Babylon - Decentralized Prediction Market MMO

A multiplayer prediction market game with autonomous AI agents and continuous RL training.

🎯 RL Training System

Babylon includes a complete continuous RL training system with two modes:

🖥️ Local Mode (Free)

Train on your own GPU - perfect for development and testing.

cd python

# Setup (no W&B key needed!)
export DATABASE_URL=postgresql://your-db-url
export TRAIN_RL_LOCAL=true

# Train
python -m src.training.babylon_trainer

Features:

✅ Uses your local GPU (free!)
✅ All data in YOUR PostgreSQL
✅ Local inference serving
✅ Perfect for development

Cost: $0

☁️ Cloud Mode (Serverless)

Train on W&B's managed infrastructure - perfect for production.

cd python

# Setup (with W&B key)
export DATABASE_URL=postgresql://your-db-url
export WANDB_API_KEY=your-wandb-key  # Get from wandb.ai/settings
export TRAIN_RL_LOCAL=true

# Train
python -m src.training.babylon_trainer

Features:

✅ W&B manages all GPUs (no setup!)
✅ All data in YOUR PostgreSQL
✅ W&B hosted inference (automatic!)
✅ Perfect for production

Cost: ~$820-1720/month (vs $7,000+ self-managed)

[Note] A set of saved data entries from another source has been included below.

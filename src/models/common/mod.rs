pub mod pagination;
pub mod response;

pub use pagination::{PaginatedResponse, PaginationInfo, PaginationQuery};
pub use response::ApiResponse;
//! 成绩总表实体

use sea_orm::entity::prelude::*;

use crate::errors::CourseAppError;
use crate::models::cross_check::entities::HistoricalScore;
use crate::models::task_results::entities::TaskResult;

#[derive(Clone, Debug, PartialEq, DeriveEntityModel)]
#[sea_orm(table_name = "task_results")]
pub struct Model {
    #[sea_orm(primary_key)]
    pub id: i64,
    pub student_id: i64,
    pub course_task_id: i64,
    pub score: f64,
    #[sea_orm(column_type = "Text", nullable)]
    pub comment: Option<String>,
    pub last_checker_id: Option<i64>,
    #[sea_orm(column_type = "Text")]
    pub historical_scores: String,
    pub created_at: i64,
    pub updated_at: i64,
}

#[derive(Copy, Clone, Debug, EnumIter, DeriveRelation)]
pub enum Relation {
    #[sea_orm(
        belongs_to = "super::students::Entity",
        from = "Column::StudentId",
        to = "super::students::Column::Id"
    )]
    Student,
    #[sea_orm(
        belongs_to = "super::course_tasks::Entity",
        from = "Column::CourseTaskId",
        to = "super::course_tasks::Column::Id"
    )]
    CourseTask,
}

impl Related<super::students::Entity> for Entity {
    fn to() -> RelationDef {
        Relation::Student.def()
    }
}

impl Related<super::course_tasks::Entity> for Entity {
    fn to() -> RelationDef {
        Relation::CourseTask.def()
    }
}

impl ActiveModelBehavior for ActiveModel {}

impl Model {
    /// 解析历史评分，内容损坏时返回错误
    pub fn history(&self) -> crate::errors::Result<Vec<HistoricalScore>> {
        serde_json::from_str(&self.historical_scores).map_err(|e| {
            CourseAppError::database_operation(format!(
                "historical_scores of record {} is unreadable: {e}",
                self.id
            ))
        })
    }

    pub fn into_task_result(self) -> crate::errors::Result<TaskResult> {
        let historical_scores = self.history()?;

        Ok(TaskResult {
            id: self.id,
            student_id: self.student_id,
            course_task_id: self.course_task_id,
            score: self.score,
            comment: self.comment,
            last_checker_id: self.last_checker_id,
            historical_scores,
            created_at: super::timestamp_to_datetime(self.created_at),
            updated_at: super::timestamp_to_datetime(self.updated_at),
        })
    }
}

🚀 Quick Start (RL Training)

Step 1: Install Dependencies

cd python
pip install openpipe-art==0.5.1 asyncpg python-dotenv

Step 2: Configure Environment

# Copy template
cp env.template .env

# Edit with your values
nano .env

For Local Mode:

DATABASE_URL=postgresql://your-db-url
TRAIN_RL_LOCAL=true
# That's it! Will use local GPU

For Cloud Mode (add this):

WANDB_API_KEY=your-wandb-key

Step 3: Run Migration

source .env
psql $DATABASE_URL -f migrations/002_add_self_hosted_tables.sql

Step 4: List Ready Windows

MODE=list python -m src.training.babylon_trainer

Output:

Ready windows (3):
  2025-01-15T10:00: 5 agents
  2025-01-15T11:00: 4 agents
  2025-01-15T12:00: 3 agents

Step 5: Train!

MODE=single python -m src.training.babylon_trainer

Local Mode: Trains on your GPU
Cloud Mode: Trains on W&B serverless

📊 Training Modes Comparison

Feature	Local Mode	Cloud Mode
GPU	Your GPU	W&B managed (CoreWeave)
Setup	Zero	Zero
Cost	Free	~$820/month
Training Time	Depends on your GPU	~15 min
Inference	Local serving	W&B hosted
Deployment	Manual	Automatic
Best For	Development	Production
Requires	DATABASE_URL	DATABASE_URL + WANDB_API_KEY

Both modes:

✅ All data in YOUR PostgreSQL
✅ No OpenPipe API dependency
✅ Local heuristic scoring
✅ Automatic inference setup

🎓 Training Architecture

What Gets Trained

Your AI agents learn from their trading performance:

Agents play → Trajectories logged to PostgreSQL
Time windows → Group agents by hour (fair comparison)
Local scoring → Heuristic scoring (P&L + win rate + activity)
ART training → Fine-tune model with RL
Inference ready → Agents use improved model

Data Flow

TypeScript Agents (MMO)
    ↓ (log trajectories with window_id)
PostgreSQL (YOUR database)
    ↓ (query by window)
Python Trainer
  ├─ Collect from database
  ├─ Score locally (no external API)
  └─ Create ART trajectories
    ↓
ART ServerlessBackend
  ├─ Local Mode: Uses your GPU
  └─ Cloud Mode: W&B manages GPUs on CoreWeave
    ↓
Trained Model
  ├─ Local Mode: Checkpoint saved locally
  └─ Cloud Mode: W&B hosted inference endpoint
    ↓
Better Agents! 🎯

🔧 Two Trainers Available

Option 1: Simplified Trainer (Recommended for Getting Started)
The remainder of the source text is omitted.